Python Data Wrangling Cheat SheetPython Data Wrangling Cheat SheetPanda cheat sheet

Pandas Sheet

The process of preparing data is notoriously laborious. Experts still identify data preparation as the biggest bottleneck in any analytics project, with estimates of time spent preparing data as high as 80%. A traditional data wrangling cheat sheet helps accelerate this process. The majority of data wrangling cheat sheets were created as a handy guide for those using technical languages, such as R or Python, to prepare data. A data wrangling cheat sheet compiles all of the most common scripts used to prepare data for easy reference on one page. Data scientists spend less time second-guessing and simply look at their data wrangling cheat sheet to get the job done.
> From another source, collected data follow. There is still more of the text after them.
//! Authentication route handlers.
//!
//! Accounts live in the gym backend. A successful login or OTP verification
//! stores a [`CurrentUser`] in a freshly rotated session and folds the guest
//! cart into the member's cart.

use axum::{
    Json,
    extract::State,
    http::StatusCode,
};
use ironhouse_core::{Email, UserId, UserRole};
use serde::{Deserialize, Serialize};
use tower_sessions::Session;
use tracing::instrument;

use crate::error::{Result, clear_sentry_user, set_sentry_user};
use crate::middleware::{OptionalAuth, RequireAuth, clear_current_user, set_current_user};
use crate::models::{CurrentUser, PendingCheckout, PendingPlanCheckout, session_keys};
use crate::services::{AuthService, CartService, CheckoutService, MergeOutcome, SignupInput};
use crate::state::AppState;

// =============================================================================
// Request and response types
// =============================================================================

#[derive(Debug, Deserialize)]
pub struct LoginRequest {
    pub email: String,
    pub password: String,
}

#[derive(Debug, Deserialize)]
pub struct VerifyOtpRequest {
    pub email: String,
    pub otp: String,
}

#[derive(Debug, Deserialize)]
pub struct EmailRequest {
    pub email: String,
}

#[derive(Debug, Deserialize)]
pub struct ResetPasswordRequest {
    pub email: String,
    pub otp: String,
    pub new_password: String,
}

/// Generic acknowledgement.
#[derive(Debug, Serialize)]
pub struct Message {
    pub message: &'static str,
}

#[derive(Debug, Serialize)]
pub struct SignupResponse {
    pub email: Email,
    pub message: &'static str,
}

/// The logged-in member, without the token.
#[derive(Debug, Serialize)]
pub struct MeResponse {
    pub id: UserId,
    pub email: Email,
    pub name: String,
    pub role: UserRole,
}

impl From<&CurrentUser> for MeResponse {
    fn from(user: &CurrentUser) -> Self {
        Self {
            id: user.id.clone(),
            email: user.email.clone(),
            name: user.name.clone(),
            role: user.role,
        }
    }
}

#[derive(Debug, Serialize)]
pub struct LoginResponse {
    pub user: MeResponse,
    /// Guest cart lines moved into the member's cart.
    pub merged_items: usize,
    pub skipped_items: usize,
}

// =============================================================================
// Handlers
// =============================================================================

/// `POST /api/auth/signup`
#[instrument(skip(state, input))]
pub async fn signup(
    State(state): State<AppState>,
    Json(input): Json<SignupInput>,
) -> Result<(StatusCode, Json<SignupResponse>)> {
    let email = AuthService::new(state.backend()).signup(&input).await?;
    Ok((
        StatusCode::CREATED,
        Json(SignupResponse {
            email,
            message: "Check your email for a verification code",
        }),
    ))
}

/// `POST /api/auth/verify-otp` - completes signup and logs the member in.
#[instrument(skip(state, session, body))]
pub async fn verify_otp(
    State(state): State<AppState>,
    session: Session,
    Json(body): Json<VerifyOtpRequest>,
) -> Result<Json<LoginResponse>> {
    let user = AuthService::new(state.backend())
        .verify_otp(&body.email, &body.otp)
        .await?;
    Ok(Json(establish_session(&state, &session, user).await?))
}

/// `POST /api/auth/resend-otp`
#[instrument(skip(state, body))]
pub async fn resend_otp(
    State(state): State<AppState>,
    Json(body): Json<EmailRequest>,
) -> Result<Json<Message>> {
    AuthService::new(state.backend())
        .resend_otp(&body.email)
        .await?;
    Ok(Json(Message {
        message: "A new code is on its way",
    }))
}

/// `POST /api/auth/login`
#[instrument(skip(state, session, body))]
pub async fn login(
    State(state): State<AppState>,
    session: Session,
    Json(body): Json<LoginRequest>,
) -> Result<Json<LoginResponse>> {
    let user = AuthService::new(state.backend())
        .login(&body.email, &body.password)
        .await?;
    Ok(Json(establish_session(&state, &session, user).await?))
}

/// `POST /api/auth/logout`
///
/// Releases stock held by an unpaid checkout before the session is dropped.
#[instrument(skip(state, session, user))]
pub async fn logout(
    State(state): State<AppState>,
    session: Session,
    OptionalAuth(user): OptionalAuth,
) -> Result<StatusCode> {
    if let Some(user) = user {
        if let Some(pending) = session
            .get::<PendingCheckout>(session_keys::PENDING_CHECKOUT)
            .await?
        {
            CheckoutService::new(state.backend(), &state.config().checkout)
                .cancel(&user, &pending)
                .await;
        }
        if let Some(plan) = session
            .get::<PendingPlanCheckout>(session_keys::PENDING_PLAN_CHECKOUT)
            .await?
            && let Some(payment_id) = plan.paid_payment_id
        {
            tracing::error!(
                user_id = %user.id,
                plan_id = %plan.plan_id,
                payment_id = %payment_id,
                "Logged out with a paid membership not yet activated"
            );
        }
        tracing::info!(user_id = %user.id, "Member logged out");
    }

    clear_current_user(&session).await?;
    clear_sentry_user();
    Ok(StatusCode::NO_CONTENT)
}

/// `POST /api/auth/forgot-password`
///
/// Always answers the same way so the endpoint cannot be used to probe for
/// accounts.
#[instrument(skip(state, body))]
pub async fn forgot_password(
    State(state): State<AppState>,
    Json(body): Json<EmailRequest>,
) -> Result<(StatusCode, Json<Message>)> {
    AuthService::new(state.backend())
        .forgot_password(&body.email)
        .await?;
    Ok((
        StatusCode::ACCEPTED,
        Json(Message {
            message: "If an account exists for that email, a reset code has been sent",
        }),
    ))
}

/// `POST /api/auth/reset-password`
#[instrument(skip(state, body))]
pub async fn reset_password(
    State(state): State<AppState>,
    Json(body): Json<ResetPasswordRequest>,
) -> Result<Json<Message>> {
    AuthService::new(state.backend())
        .reset_password(&body.email, &body.otp, &body.new_password)
        .await?;
    Ok(Json(Message {
        message: "Password updated, you can now log in",
    }))
}

/// `GET /api/auth/me`
pub async fn me(RequireAuth(user): RequireAuth) -> Json<MeResponse> {
    Json(MeResponse::from(&user))
}

/// Store the member in a rotated session, merge the guest cart and tag Sentry.
async fn establish_session(
    state: &AppState,
    session: &Session,
    user: CurrentUser,
) -> Result<LoginResponse> {
    set_current_user(session, &user).await?;
    set_sentry_user(&user.id, Some(user.email.as_str()));

    let cart = CartService::new(state.backend(), session, state.config().checkout.currency);
    let outcome = match cart.merge_guest_into_user(&user).await {
        Ok(outcome) => outcome,
        Err(e) => {
            // The login itself succeeded; a stale guest cart is not worth failing it.
            tracing::warn!(user_id = %user.id, error = %e, "Guest cart merge failed");
            MergeOutcome::default()
        }
    };

    tracing::info!(user_id = %user.id, role = %user.role, "Member logged in");
    Ok(LoginResponse {
        user: MeResponse::from(&user),
        merged_items: outcome.merged,
        skipped_items: outcome.skipped,
    })
}
//! Member account route handlers.

use axum::{
    Json,
    extract::{Path, State},
    http::StatusCode,
};
use chrono::{DateTime, Utc};
use ironhouse_core::membership::MembershipPeriod;
use ironhouse_core::{BookingId, MembershipStatus, PlanId};
use serde::Serialize;
use tracing::instrument;

use crate::backend::{Booking, Membership, Order};
use crate::error::Result;
use crate::middleware::RequireAuth;
use crate::services::{BookingInput, BookingService};
use crate::state::AppState;

/// One membership with its status right now.
#[derive(Debug, Clone, Serialize)]
pub struct MembershipView {
    pub plan_id: PlanId,
    pub plan_name: Option<String>,
    pub starts_at: DateTime<Utc>,
    pub ends_at: DateTime<Utc>,
    pub status: MembershipStatus,
    pub days_remaining: i64,
}

#[derive(Debug, Serialize)]
pub struct MembershipSummary {
    /// The membership covering today, if any.
    pub active: Option<MembershipView>,
    /// Every membership, latest first.
    pub history: Vec<MembershipView>,
}

/// Attach statuses and pick the active membership.
#[must_use]
pub fn summarize_memberships(memberships: &[Membership], now: DateTime<Utc>) -> MembershipSummary {
    let mut history: Vec<MembershipView> = memberships
        .iter()
        .map(|m| {
            let period: MembershipPeriod = m.period();
            MembershipView {
                plan_id: m.plan_id.clone(),
                plan_name: m.plan_name.clone(),
                starts_at: m.starts_at,
                ends_at: m.ends_at,
                status: period.status_at(now),
                days_remaining: period.days_remaining(now),
            }
        })
        .collect();
    history.sort_by(|a, b| b.starts_at.cmp(&a.starts_at));

    let active = history
        .iter()
        .find(|m| m.status == MembershipStatus::Active)
        .cloned();

    MembershipSummary { active, history }
}

/// `GET /api/account/orders` - newest first.
#[instrument(skip(state, user), fields(user_id = %user.id))]
pub async fn orders(
    State(state): State<AppState>,
    RequireAuth(user): RequireAuth,
) -> Result<Json<Vec<Order>>> {
    let mut orders = state
        .backend()
        .get_user_orders(&user.token, &user.id)
        .await?;
    orders.sort_by(|a, b| b.created_at.cmp(&a.created_at));
    Ok(Json(orders))
}

/// `GET /api/account/membership`
#[instrument(skip(state, user), fields(user_id = %user.id))]
pub async fn membership(
    State(state): State<AppState>,
    RequireAuth(user): RequireAuth,
) -> Result<Json<MembershipSummary>> {
    let memberships = state
        .backend()
        .get_memberships(&user.token, &user.id)
        .await?;
    Ok(Json(summarize_memberships(&memberships, Utc::now())))
}

/// `GET /api/account/bookings`
#[instrument(skip(state, user), fields(user_id = %user.id))]
pub async fn bookings(
    State(state): State<AppState>,
    RequireAuth(user): RequireAuth,
) -> Result<Json<Vec<Booking>>> {
    Ok(Json(BookingService::new(state.backend()).list(&user).await?))
}

/// `POST /api/account/bookings`
#[instrument(skip(state, user, input), fields(user_id = %user.id))]
pub async fn create_booking(
    State(state): State<AppState>,
    RequireAuth(user): RequireAuth,
    Json(input): Json<BookingInput>,
) -> Result<(StatusCode, Json<Booking>)> {
    let booking = BookingService::new(state.backend())
        .create(&user, &input, Utc::now())
        .await?;
    Ok((StatusCode::CREATED, Json(booking)))
}

/// `DELETE /api/account/bookings/{id}`
#[instrument(skip(state, user), fields(user_id = %user.id))]
pub async fn cancel_booking(
    State(state): State<AppState>,
    RequireAuth(user): RequireAuth,
    Path(id): Path<BookingId>,
) -> Result<StatusCode> {
    BookingService::new(state.backend())
        .cancel(&user, &id, Utc::now())
        .await?;
    Ok(StatusCode::NO_CONTENT)
}
//! Cache types for catalog reads.

use std::sync::Arc;

use ironhouse_core::{ChangeKind, PlanId, ProductId, TrainerId};

use super::types::{MembershipPlan, Product, Resource, Trainer};

/// Cache key for catalog and content reads.
#[derive(Debug, Clone, Hash, PartialEq, Eq)]
pub enum CacheKey {
    Products,
    Product(ProductId),
    Plans,
    Plan(PlanId),
    Trainers,
    Trainer(TrainerId),
    Resources,
    Resource(String),
}

impl CacheKey {
    /// Whether a realtime change of `kind` makes this entry stale.
    #[must_use]
    pub const fn affected_by(&self, kind: ChangeKind) -> bool {
        match kind {
            ChangeKind::ProductChanges => matches!(self, Self::Products | Self::Product(_)),
            ChangeKind::MembershipPlanChanges => matches!(self, Self::Plans | Self::Plan(_)),
            // Carts are never cached.
            ChangeKind::CartUpdates => false,
        }
    }
}

/// Cached value types.
#[derive(Debug, Clone)]
pub enum CacheValue {
    Products(Arc<Vec<Product>>),
    Product(Box<Product>),
    Plans(Arc<Vec<MembershipPlan>>),
    Plan(Box<MembershipPlan>),
    Trainers(Arc<Vec<Trainer>>),
    Trainer(Box<Trainer>),
    Resources(Arc<Vec<Resource>>),
    Resource(Box<Resource>),
}

#[cfg(test)]
mod tests {
    use super::*;

    #[test]
    fn test_change_kinds_only_touch_their_entries() {
        let product = CacheKey::Product(ProductId::new("p1"));
        let plan = CacheKey::Plan(PlanId::new("gold"));

        assert!(product.affected_by(ChangeKind::ProductChanges));
        assert!(CacheKey::Products.affected_by(ChangeKind::ProductChanges));
        assert!(!plan.affected_by(ChangeKind::ProductChanges));

        assert!(plan.affected_by(ChangeKind::MembershipPlanChanges));
        assert!(!CacheKey::Resources.affected_by(ChangeKind::MembershipPlanChanges));

        assert!(!product.affected_by(ChangeKind::CartUpdates));
        assert!(!CacheKey::Trainers.affected_by(ChangeKind::CartUpdates));
    }
}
You can see an example of a data wrangling cheat sheet here.

Python Data Wrangling Cheat Sheet

WranglingPython Data Wrangling Cheat Sheet

Dataframe Cheat Sheet

The Pandas cheat sheet will guide you through some more advanced indexing techniques, DataFrame iteration, handling missing values or duplicate data, grouping and combining data, data functionality, and data visualization. In short, everything that you need to complete your data manipulation with Python! Data Wrangling with dplyr and tidyr Cheat Sheet Data Wrangling with dplyr and tidyr Cheat Sheet Scipy SciPy builds on the NumPy array object and is part of the NumPy stack which includes tools like Matplotlib, pandas and SymPy, and an expanding set of scientific computing libraries.